**Problem statement**
Copies of all lines that contain "WireValue" are needed; take them from the data below.
───── Supplied records ─────
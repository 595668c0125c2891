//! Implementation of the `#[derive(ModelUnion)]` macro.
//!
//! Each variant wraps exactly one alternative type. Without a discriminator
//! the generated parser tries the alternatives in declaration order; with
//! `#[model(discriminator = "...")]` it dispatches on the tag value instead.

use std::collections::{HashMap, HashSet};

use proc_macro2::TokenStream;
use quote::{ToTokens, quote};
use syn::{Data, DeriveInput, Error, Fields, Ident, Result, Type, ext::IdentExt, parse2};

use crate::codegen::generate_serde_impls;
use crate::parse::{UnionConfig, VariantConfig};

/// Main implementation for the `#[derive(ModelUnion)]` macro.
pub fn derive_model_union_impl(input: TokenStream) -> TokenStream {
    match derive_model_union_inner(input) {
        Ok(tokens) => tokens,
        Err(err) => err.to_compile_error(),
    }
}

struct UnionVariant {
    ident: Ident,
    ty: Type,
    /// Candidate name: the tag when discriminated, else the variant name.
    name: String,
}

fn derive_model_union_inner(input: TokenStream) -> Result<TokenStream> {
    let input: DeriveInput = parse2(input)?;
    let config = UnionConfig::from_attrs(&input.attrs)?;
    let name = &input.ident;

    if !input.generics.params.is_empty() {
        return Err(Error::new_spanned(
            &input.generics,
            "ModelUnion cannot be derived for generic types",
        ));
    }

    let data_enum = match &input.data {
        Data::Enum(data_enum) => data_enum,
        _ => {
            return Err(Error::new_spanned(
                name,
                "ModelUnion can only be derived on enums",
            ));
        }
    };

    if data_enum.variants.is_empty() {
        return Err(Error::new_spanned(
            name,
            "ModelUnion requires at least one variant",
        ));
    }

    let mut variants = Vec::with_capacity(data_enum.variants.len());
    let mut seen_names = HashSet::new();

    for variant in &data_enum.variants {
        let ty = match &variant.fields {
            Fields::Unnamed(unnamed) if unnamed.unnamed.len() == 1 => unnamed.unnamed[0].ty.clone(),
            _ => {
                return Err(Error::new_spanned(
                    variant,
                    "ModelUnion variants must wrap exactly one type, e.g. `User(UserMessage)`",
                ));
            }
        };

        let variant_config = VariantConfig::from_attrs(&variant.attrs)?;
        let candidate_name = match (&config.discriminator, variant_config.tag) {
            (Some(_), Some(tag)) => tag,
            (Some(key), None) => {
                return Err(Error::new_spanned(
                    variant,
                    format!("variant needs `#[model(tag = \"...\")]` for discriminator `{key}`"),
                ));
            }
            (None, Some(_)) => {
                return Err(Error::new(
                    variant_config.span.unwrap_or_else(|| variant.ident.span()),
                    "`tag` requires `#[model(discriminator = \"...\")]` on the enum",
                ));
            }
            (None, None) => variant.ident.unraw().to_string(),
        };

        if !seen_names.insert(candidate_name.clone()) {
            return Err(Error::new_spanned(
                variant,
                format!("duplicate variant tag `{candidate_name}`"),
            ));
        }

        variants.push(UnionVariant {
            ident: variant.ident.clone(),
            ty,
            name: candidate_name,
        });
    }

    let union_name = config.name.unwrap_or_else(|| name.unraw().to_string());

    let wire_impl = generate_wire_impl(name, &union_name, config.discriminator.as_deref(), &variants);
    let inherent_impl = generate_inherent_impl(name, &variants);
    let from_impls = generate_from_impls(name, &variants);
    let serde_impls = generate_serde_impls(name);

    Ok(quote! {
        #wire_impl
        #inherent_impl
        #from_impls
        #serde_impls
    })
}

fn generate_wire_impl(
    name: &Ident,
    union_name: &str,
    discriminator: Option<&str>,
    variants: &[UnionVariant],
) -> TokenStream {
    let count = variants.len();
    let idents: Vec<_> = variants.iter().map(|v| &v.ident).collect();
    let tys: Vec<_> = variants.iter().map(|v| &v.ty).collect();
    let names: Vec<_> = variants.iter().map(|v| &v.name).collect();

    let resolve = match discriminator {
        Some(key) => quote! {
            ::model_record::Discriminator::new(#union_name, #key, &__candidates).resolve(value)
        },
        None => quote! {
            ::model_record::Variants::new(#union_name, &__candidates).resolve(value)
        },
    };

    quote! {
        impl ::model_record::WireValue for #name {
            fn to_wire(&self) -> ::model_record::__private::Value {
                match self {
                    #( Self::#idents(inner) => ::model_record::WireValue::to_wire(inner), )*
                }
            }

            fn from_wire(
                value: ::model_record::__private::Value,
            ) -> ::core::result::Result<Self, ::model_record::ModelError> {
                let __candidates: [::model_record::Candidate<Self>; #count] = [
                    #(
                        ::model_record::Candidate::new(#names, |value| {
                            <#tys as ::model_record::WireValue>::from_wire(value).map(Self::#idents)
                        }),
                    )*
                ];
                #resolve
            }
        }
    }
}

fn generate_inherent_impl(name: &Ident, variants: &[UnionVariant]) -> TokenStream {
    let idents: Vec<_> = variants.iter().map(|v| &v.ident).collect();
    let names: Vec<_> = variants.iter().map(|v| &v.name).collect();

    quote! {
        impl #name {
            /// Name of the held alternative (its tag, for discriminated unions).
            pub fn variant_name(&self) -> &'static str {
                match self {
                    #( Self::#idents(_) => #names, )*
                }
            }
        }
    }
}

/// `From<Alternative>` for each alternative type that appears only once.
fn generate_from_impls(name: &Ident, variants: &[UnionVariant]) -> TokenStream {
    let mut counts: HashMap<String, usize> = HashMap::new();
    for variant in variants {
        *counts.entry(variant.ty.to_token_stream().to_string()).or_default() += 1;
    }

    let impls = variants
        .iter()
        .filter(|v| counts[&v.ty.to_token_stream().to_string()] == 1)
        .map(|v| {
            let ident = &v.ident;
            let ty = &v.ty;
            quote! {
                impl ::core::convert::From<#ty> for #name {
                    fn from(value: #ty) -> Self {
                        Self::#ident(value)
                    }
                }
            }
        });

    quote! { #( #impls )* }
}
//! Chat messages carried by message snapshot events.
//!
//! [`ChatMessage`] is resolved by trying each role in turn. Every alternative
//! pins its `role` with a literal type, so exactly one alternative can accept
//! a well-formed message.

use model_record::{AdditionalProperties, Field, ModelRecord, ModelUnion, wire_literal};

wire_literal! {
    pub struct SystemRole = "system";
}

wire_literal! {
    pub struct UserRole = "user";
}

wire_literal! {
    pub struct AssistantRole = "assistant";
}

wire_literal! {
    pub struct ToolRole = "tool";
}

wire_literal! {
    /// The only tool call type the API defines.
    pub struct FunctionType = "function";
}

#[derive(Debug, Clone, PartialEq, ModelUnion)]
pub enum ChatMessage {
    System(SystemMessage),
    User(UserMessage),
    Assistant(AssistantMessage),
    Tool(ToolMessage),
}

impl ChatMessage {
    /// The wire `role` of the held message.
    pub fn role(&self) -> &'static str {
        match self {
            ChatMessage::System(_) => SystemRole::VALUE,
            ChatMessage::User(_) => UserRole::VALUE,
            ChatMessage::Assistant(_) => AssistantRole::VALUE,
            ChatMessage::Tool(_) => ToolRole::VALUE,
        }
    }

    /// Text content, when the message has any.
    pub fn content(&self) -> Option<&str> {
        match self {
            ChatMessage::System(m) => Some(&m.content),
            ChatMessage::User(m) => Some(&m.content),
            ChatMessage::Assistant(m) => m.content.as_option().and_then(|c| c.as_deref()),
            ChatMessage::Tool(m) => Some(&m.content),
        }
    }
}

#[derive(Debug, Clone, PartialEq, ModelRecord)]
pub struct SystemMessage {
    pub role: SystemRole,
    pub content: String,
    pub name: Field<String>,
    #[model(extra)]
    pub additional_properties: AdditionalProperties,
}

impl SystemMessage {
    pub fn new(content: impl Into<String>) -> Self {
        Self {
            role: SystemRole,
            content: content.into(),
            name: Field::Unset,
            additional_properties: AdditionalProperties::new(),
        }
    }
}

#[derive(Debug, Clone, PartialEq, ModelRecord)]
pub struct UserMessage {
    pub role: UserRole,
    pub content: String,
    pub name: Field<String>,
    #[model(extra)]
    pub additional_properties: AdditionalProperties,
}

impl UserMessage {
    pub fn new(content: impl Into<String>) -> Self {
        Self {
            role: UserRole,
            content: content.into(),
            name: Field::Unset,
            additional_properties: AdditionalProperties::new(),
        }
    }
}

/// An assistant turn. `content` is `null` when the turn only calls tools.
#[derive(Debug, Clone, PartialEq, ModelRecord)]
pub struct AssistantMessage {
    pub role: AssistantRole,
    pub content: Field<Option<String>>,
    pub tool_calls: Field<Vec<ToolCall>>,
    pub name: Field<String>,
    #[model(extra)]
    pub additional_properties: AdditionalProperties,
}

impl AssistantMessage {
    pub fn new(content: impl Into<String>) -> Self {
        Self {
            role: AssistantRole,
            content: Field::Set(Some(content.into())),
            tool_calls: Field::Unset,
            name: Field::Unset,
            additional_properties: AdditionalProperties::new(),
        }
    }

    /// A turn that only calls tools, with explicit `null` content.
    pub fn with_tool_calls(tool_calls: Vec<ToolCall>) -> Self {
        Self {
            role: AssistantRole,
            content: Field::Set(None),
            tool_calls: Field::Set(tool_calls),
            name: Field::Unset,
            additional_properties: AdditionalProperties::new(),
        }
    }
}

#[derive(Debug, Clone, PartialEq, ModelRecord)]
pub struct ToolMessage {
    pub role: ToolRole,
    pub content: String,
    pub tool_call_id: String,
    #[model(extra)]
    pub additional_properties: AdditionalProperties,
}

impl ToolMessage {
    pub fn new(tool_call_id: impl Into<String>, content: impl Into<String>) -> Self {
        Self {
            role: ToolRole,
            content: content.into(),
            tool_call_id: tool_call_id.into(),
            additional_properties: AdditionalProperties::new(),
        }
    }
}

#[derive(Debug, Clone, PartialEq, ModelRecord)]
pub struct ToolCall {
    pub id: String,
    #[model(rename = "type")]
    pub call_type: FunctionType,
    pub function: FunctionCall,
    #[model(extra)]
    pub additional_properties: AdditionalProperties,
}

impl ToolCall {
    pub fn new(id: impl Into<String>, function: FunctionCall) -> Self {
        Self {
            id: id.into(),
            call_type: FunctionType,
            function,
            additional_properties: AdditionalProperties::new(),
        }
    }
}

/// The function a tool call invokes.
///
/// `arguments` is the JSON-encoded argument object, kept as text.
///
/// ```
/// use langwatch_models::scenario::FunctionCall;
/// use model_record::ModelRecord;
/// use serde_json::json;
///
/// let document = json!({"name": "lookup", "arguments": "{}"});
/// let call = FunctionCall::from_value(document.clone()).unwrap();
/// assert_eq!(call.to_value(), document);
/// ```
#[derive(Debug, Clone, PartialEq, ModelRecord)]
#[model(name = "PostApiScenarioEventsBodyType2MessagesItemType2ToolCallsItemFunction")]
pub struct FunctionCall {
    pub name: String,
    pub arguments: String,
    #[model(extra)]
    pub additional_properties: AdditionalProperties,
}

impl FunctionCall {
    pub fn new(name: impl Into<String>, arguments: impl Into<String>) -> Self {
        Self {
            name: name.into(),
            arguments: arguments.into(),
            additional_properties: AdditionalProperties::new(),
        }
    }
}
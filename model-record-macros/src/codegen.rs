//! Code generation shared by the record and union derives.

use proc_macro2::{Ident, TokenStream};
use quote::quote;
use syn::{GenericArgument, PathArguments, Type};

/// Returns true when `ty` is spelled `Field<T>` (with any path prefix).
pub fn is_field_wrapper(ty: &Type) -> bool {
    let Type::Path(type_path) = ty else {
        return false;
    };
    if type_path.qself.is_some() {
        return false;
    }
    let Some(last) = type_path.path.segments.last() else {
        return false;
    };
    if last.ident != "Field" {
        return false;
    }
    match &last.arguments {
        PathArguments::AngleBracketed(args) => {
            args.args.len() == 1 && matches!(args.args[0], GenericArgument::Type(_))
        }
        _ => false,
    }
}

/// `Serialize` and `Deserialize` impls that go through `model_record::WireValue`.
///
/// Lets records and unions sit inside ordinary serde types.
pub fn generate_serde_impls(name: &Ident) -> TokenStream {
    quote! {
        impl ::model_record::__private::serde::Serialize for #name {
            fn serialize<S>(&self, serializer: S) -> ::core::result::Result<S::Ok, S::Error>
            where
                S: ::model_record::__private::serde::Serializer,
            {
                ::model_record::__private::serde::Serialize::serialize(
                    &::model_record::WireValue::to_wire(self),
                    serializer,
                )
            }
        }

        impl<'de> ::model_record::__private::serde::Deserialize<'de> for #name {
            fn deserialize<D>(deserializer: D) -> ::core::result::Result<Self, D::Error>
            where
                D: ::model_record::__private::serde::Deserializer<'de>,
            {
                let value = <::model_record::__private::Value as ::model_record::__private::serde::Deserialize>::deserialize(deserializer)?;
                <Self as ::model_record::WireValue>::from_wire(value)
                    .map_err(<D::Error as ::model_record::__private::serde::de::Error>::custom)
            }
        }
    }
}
─────
**Exercise response**
        impl ::model_record::WireValue for #name {
                    #( Self::#idents(inner) => ::model_record::WireValue::to_wire(inner), )*
                            <#tys as ::model_record::WireValue>::from_wire(value).map(Self::#idents)
/// `Serialize` and `Deserialize` impls that go through `model_record::WireValue`.
                    &::model_record::WireValue::to_wire(self),
                <Self as ::model_record::WireValue>::from_wire(value)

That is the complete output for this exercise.